Pour celle-ci, 60 participants devaient retenir une tâche durant dix minutes tout en visionnant TikTok, une vidéo longue de YouTube ou X (anciennement Twitter). Résultat: ceux qui regardaient TikTok oubliaient leur tâche presque une fois sur deux, ce qui n’était pas le cas dans les autres groupes. « Ces vidéos courtes ont tout pour capter l’attention à tous les niveaux: c’est de l’image, du son, souvent même des sous-titres, et le contenu change souvent. Elles excèdent nos ressources cognitives, au point que nous ne parvenons plus à nous focaliser sur quoi que ce soit d’autre », résume le chercheur. Et sans cette capacité de focalisation, la mémoire pâtit.
La durée moyenne d’une vidéo sur YouTube est de trente secondes
Mais TikTok n’est pas la seule plate-forme à produire cet effet. La méta-analyse de Michoel Moshel mentionnée plus haut rapporte en effet que l’utilisation excessive des écrans, peu importe dans quel but, affecte nos capacités d’attention. Un résultat qui vient s’ajouter aux conclusions d’une étude publiée elle aussi en 2023 par des chercheurs du service de pédiatrie du CHRU de Brest dans Pediatric Neurology, qui montre notamment qu’une exposition excessive des enfants aux écrans peut entraîner des troubles de l’attention.
Plus récemment, la revue suisse Children soulignait en avril que la plupart des études sur le sujet montrent que l’exposition excessive aux écrans affecte la mémoire de travail et l’attention des enfants et adolescents. « On voit déjà le phénomène dans la vie réelle: la durée moyenne d’une vidéo sur YouTube, qui était de dix minutes, est en train de passer à environ trente secondes, ce qui commence même à être trop long, rappelle Michoel Moshel. De plus en plus de patients me disent qu’ils ont du mal à lire un livre, à rester concentrés durant tout un paragraphe. Nous avons tous la sensation que notre attention s’effrite, et que nous avons du mal à contrôler notre utilisation des écrans. »
Mais ce n’est pas une fatalité. « L’attention et la mémoire sont comme des muscles, on peut les renforcer en les utilisant: par exemple, en se focalisant sur une tâche courte et en allant jusqu’au bout sans distractions ni interruptions. Et en augmentant progressivement sa durée, comme on le ferait pour une activité sportive, conseille Michoel Moshel. Et surtout, en évitant les contenus qui affectent l’attention, comme les vidéos courtes de YouTube et TikTok ou le doomscrolling (défilement de contenus en continu, ndlr). On doit prendre soin de son cerveau comme on prend soin de son corps, en évitant cette ‘malbouffe’ cérébrale. »

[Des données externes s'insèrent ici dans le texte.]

//! The overlay window state machine.
//!
//! [`OverlayController`] owns the visibility state and drives a
//! [`WindowSurface`], which is implemented by the platform adapter around the
//! real window and web view (and by a recording fake in tests).

use tracing::{debug, info, warn};

use crate::color::Rgb;
use crate::geometry::{INITIAL_HEIGHT, INITIAL_WIDTH, Rect, Size};
use crate::trigger::Modifiers;

/// Capabilities the controller needs from the window and its web content.
pub trait WindowSurface {
    /// Brings the window to the front, makes it key and activates the
    /// application even if another application is active.
    fn show(&mut self);

    /// Hides the application so focus returns to whatever was active before.
    /// Window state and content are kept.
    fn hide(&mut self);

    /// Whether the window is currently the key window.
    fn is_key(&self) -> bool;

    /// Visible area of the main screen, bottom-left origin.
    fn visible_area(&self) -> Option<Rect>;

    /// Moves and resizes the window. `frame` uses a bottom-left origin.
    fn set_frame(&mut self, frame: Rect);

    /// Resizes the web content to the given content area.
    fn resize_content(&mut self, size: Size);

    /// Focuses the primary text input of the page.
    fn focus_content(&mut self);

    fn set_background(&mut self, color: Rgb);

    /// Forwards a text editing command to the focused element.
    fn run_edit_command(&mut self, command: EditCommand);
}

#[derive(Debug, Clone, Copy, PartialEq, Eq, Default)]
pub enum Visibility {
    #[default]
    Hidden,
    Visible,
}

/// Text editing commands delegated to whatever holds focus.
#[derive(Debug, Clone, Copy, PartialEq, Eq)]
pub enum EditCommand {
    SelectAll,
    Copy,
    Cut,
    Paste,
}

/// Key commands understood while the overlay is focused.
#[derive(Debug, Clone, Copy, PartialEq, Eq)]
pub enum KeyCommand {
    Edit(EditCommand),
    Hide,
    Quit,
}

impl KeyCommand {
    /// Maps a key press to a command. Command or control must be held and
    /// option must not be.
    pub fn from_key(modifiers: Modifiers, key: char) -> Option<Self> {
        let primary =
            modifiers.contains(Modifiers::COMMAND) || modifiers.contains(Modifiers::CONTROL);
        if !primary || modifiers.contains(Modifiers::OPTION) {
            return None;
        }
        let command = match key.to_ascii_lowercase() {
            'a' => KeyCommand::Edit(EditCommand::SelectAll),
            'c' => KeyCommand::Edit(EditCommand::Copy),
            'x' => KeyCommand::Edit(EditCommand::Cut),
            'v' => KeyCommand::Edit(EditCommand::Paste),
            'h' => KeyCommand::Hide,
            'q' => KeyCommand::Quit,
            _ => return None,
        };
        Some(command)
    }
}

/// What the application loop has to do after a key command.
#[derive(Debug, Clone, Copy, PartialEq, Eq)]
pub enum CommandOutcome {
    /// Not a known command, default handling applies.
    Ignored,
    Handled,
    /// The application should terminate.
    Quit,
}

/// Show/hide state machine for the single overlay window.
#[derive(Debug, Default)]
pub struct OverlayController {
    visibility: Visibility,
}

impl OverlayController {
    pub fn new() -> Self {
        Self::default()
    }

    pub fn visibility(&self) -> Visibility {
        self.visibility
    }

    pub fn is_visible_and_key(&self, surface: &impl WindowSurface) -> bool {
        self.visibility == Visibility::Visible && surface.is_key()
    }

    pub fn show(&mut self, surface: &mut impl WindowSurface) {
        surface.show();
        surface.focus_content();
        self.visibility = Visibility::Visible;
        debug!("Overlay shown");
    }

    pub fn hide(&mut self, surface: &mut impl WindowSurface) {
        surface.hide();
        self.visibility = Visibility::Hidden;
        debug!("Overlay hidden");
    }

    /// Hides the overlay if it is visible and focused, shows it otherwise.
    pub fn toggle(&mut self, surface: &mut impl WindowSurface) {
        if self.is_visible_and_key(surface) {
            self.hide(surface);
        } else {
            self.show(surface);
        }
    }

    /// Moves the window back to its default frame on the main screen and
    /// shows it. Returns the applied frame.
    pub fn reset_size_and_position(&mut self, surface: &mut impl WindowSurface) -> Option<Rect> {
        let frame = match surface.visible_area() {
            Some(area) => {
                let frame =
                    Rect::centered_default(area, Size::new(INITIAL_WIDTH, INITIAL_HEIGHT));
                info!(?frame, "Resetting window frame");
                surface.set_frame(frame);
                Some(frame)
            }
            None => {
                warn!("No screen available, keeping the current window frame");
                None
            }
        };
        self.show(surface);
        frame
    }

    /// The web content always fills the whole content area.
    pub fn on_resized(&mut self, surface: &mut impl WindowSurface, content: Size) {
        surface.resize_content(content);
    }

    /// Applies a background color reported by the page. Malformed reports
    /// are dropped.
    pub fn on_background_color(
        &mut self,
        surface: &mut impl WindowSurface,
        css: &str,
    ) -> Option<Rgb> {
        let Some(color) = Rgb::from_css(css) else {
            debug!(css, "Ignoring unparseable background color");
            return None;
        };
        surface.set_background(color);
        Some(color)
    }

    pub fn handle_key_command(
        &mut self,
        surface: &mut impl WindowSurface,
        modifiers: Modifiers,
        key: char,
    ) -> CommandOutcome {
        match KeyCommand::from_key(modifiers, key) {
            Some(KeyCommand::Edit(command)) => {
                surface.run_edit_command(command);
                CommandOutcome::Handled
            }
            Some(KeyCommand::Hide) => {
                self.hide(surface);
                CommandOutcome::Handled
            }
            Some(KeyCommand::Quit) => CommandOutcome::Quit,
            None => CommandOutcome::Ignored,
        }
    }
}

#[cfg(test)]
mod tests {
    use super::*;
    use crate::listener::{HotkeyListener, KeyDown, ListenerAction};
    use crate::trigger::{KEY_SPACE, Trigger};

    /// Records calls and models key status the way the window server does.
    #[derive(Default)]
    struct FakeSurface {
        key: bool,
        area: Option<Rect>,
        frame: Option<Rect>,
        content: Option<Size>,
        background: Option<Rgb>,
        focus_requests: usize,
        edits: Vec<EditCommand>,
    }

    impl WindowSurface for FakeSurface {
        fn show(&mut self) {
            self.key = true;
        }

        fn hide(&mut self) {
            self.key = false;
        }

        fn is_key(&self) -> bool {
            self.key
        }

        fn visible_area(&self) -> Option<Rect> {
            self.area
        }

        fn set_frame(&mut self, frame: Rect) {
            self.frame = Some(frame);
        }

        fn resize_content(&mut self, size: Size) {
            self.content = Some(size);
        }

        fn focus_content(&mut self) {
            self.focus_requests += 1;
        }

        fn set_background(&mut self, color: Rgb) {
            self.background = Some(color);
        }

        fn run_edit_command(&mut self, command: EditCommand) {
            self.edits.push(command);
        }
    }

    #[test]
    fn test_trigger_alternates_visibility() {
        let listener = HotkeyListener::new(Trigger::default());
        let mut controller = OverlayController::new();
        let mut surface = FakeSurface::default();
        let trigger = KeyDown::new(Modifiers::OPTION, KEY_SPACE);

        let mut states = Vec::new();
        for _ in 0..4 {
            if listener.handle_key_down(trigger) == ListenerAction::Toggle {
                controller.toggle(&mut surface);
            }
            states.push(controller.visibility());
        }
        assert_eq!(
            states,
            vec![
                Visibility::Visible,
                Visibility::Hidden,
                Visibility::Visible,
                Visibility::Hidden
            ]
        );
    }

    #[test]
    fn test_non_matching_keys_leave_visibility_alone() {
        let listener = HotkeyListener::new(Trigger::default());
        let mut controller = OverlayController::new();
        let mut surface = FakeSurface::default();

        for key in [
            KeyDown::new(Modifiers::NONE, KEY_SPACE),
            KeyDown::new(Modifiers::OPTION | Modifiers::CONTROL, KEY_SPACE),
        ] {
            if listener.handle_key_down(key) == ListenerAction::Toggle {
                controller.toggle(&mut surface);
            }
        }
        assert_eq!(controller.visibility(), Visibility::Hidden);
        assert_eq!(surface.focus_requests, 0);
    }

    #[test]
    fn test_toggle_shows_when_visible_but_not_key() {
        let mut controller = OverlayController::new();
        let mut surface = FakeSurface::default();
        controller.show(&mut surface);

        // Another application took focus while the overlay stayed on screen.
        surface.key = false;
        controller.toggle(&mut surface);
        assert_eq!(controller.visibility(), Visibility::Visible);
        assert!(surface.key);
        assert_eq!(surface.focus_requests, 2);
    }

    #[test]
    fn test_reset_size_and_position() {
        let mut controller = OverlayController::new();
        let mut surface = FakeSurface {
            area: Some(Rect::new(0.0, 0.0, 1440.0, 900.0)),
            ..Default::default()
        };

        let frame = controller.reset_size_and_position(&mut surface);
        assert_eq!(frame, Some(Rect::new(445.0, 40.0, 550.0, 580.0)));
        assert_eq!(surface.frame, frame);
        assert_eq!(controller.visibility(), Visibility::Visible);
    }

    #[test]
    fn test_reset_without_screen_still_shows() {
        let mut controller = OverlayController::new();
        let mut surface = FakeSurface::default();
        assert_eq!(controller.reset_size_and_position(&mut surface), None);
        assert!(surface.frame.is_none());
        assert_eq!(controller.visibility(), Visibility::Visible);
    }

    #[test]
    fn test_resize_fills_content_area() {
        let mut controller = OverlayController::new();
        let mut surface = FakeSurface::default();
        controller.on_resized(&mut surface, Size::new(700.0, 612.0));
        assert_eq!(surface.content, Some(Size::new(700.0, 612.0)));
    }

    #[test]
    fn test_background_color() {
        let mut controller = OverlayController::new();
        let mut surface = FakeSurface::default();

        let color = controller.on_background_color(&mut surface, "rgb(255, 0, 0)");
        assert_eq!(color, Some(Rgb::new(1.0, 0.0, 0.0)));
        assert_eq!(surface.background, color);

        assert_eq!(controller.on_background_color(&mut surface, "not-a-color"), None);
        assert_eq!(surface.background, Some(Rgb::new(1.0, 0.0, 0.0)));
    }

    #[test]
    fn test_key_commands() {
        assert_eq!(
            KeyCommand::from_key(Modifiers::COMMAND, 'c'),
            Some(KeyCommand::Edit(EditCommand::Copy))
        );
        assert_eq!(
            KeyCommand::from_key(Modifiers::CONTROL | Modifiers::SHIFT, 'V'),
            Some(KeyCommand::Edit(EditCommand::Paste))
        );
        assert_eq!(KeyCommand::from_key(Modifiers::COMMAND | Modifiers::OPTION, 'c'), None);
        assert_eq!(KeyCommand::from_key(Modifiers::SHIFT, 'c'), None);
        assert_eq!(KeyCommand::from_key(Modifiers::COMMAND, 'z'), None);
    }

    #[test]
    fn test_handle_key_command() {
        let mut controller = OverlayController::new();
        let mut surface = FakeSurface::default();
        controller.show(&mut surface);

        assert_eq!(
            controller.handle_key_command(&mut surface, Modifiers::COMMAND, 'a'),
            CommandOutcome::Handled
        );
        assert_eq!(surface.edits, vec![EditCommand::SelectAll]);

        assert_eq!(
            controller.handle_key_command(&mut surface, Modifiers::COMMAND, 'q'),
            CommandOutcome::Quit
        );
        assert_eq!(
            controller.handle_key_command(&mut surface, Modifiers::COMMAND, 'k'),
            CommandOutcome::Ignored
        );

        assert_eq!(
            controller.handle_key_command(&mut surface, Modifiers::COMMAND, 'h'),
            CommandOutcome::Handled
        );
        assert_eq!(controller.visibility(), Visibility::Hidden);
    }
}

Quant à l’IA, omniprésente, qu’en faire? « Elle peut sûrement avoir une utilité, mais nous devons discerner quand c’est le cas et quand il vaut mieux s’en passer », souligne Nataliya Kosmyna. L’étude qu’elle a dirigée apporte quelques pistes. Car dans une deuxième partie de l’expérience, les participants dissertaient sur un sujet déjà traité dans la première phase, mais en changeant de groupe: ceux qui avaient utilisé ChatGPT n’y avaient plus accès, et inversement. Résultat: l’activité cérébrale de ceux ayant utilisé l’IA dans la première phase était plus faible que celle des participants qui n’avaient pas été aidés par elle. Parce qu’ils avaient utilisé ChatGPT, ils étaient devenus moins performants.
Alors que ceux qui avaient réfléchi seuls au début amélioraient leurs performances grâce à l’outil, en l’utilisant de manière raisonnée. Conclusion: « On pourrait éviter d’introduire ces outils tout au début de l’apprentissage, et attendre que les étudiants aient déjà des connaissances de base sur lesquelles s’appuyer », propose la chercheuse. Ces technologies font partie de nos vies: à nous de nous souvenir de les utiliser au mieux.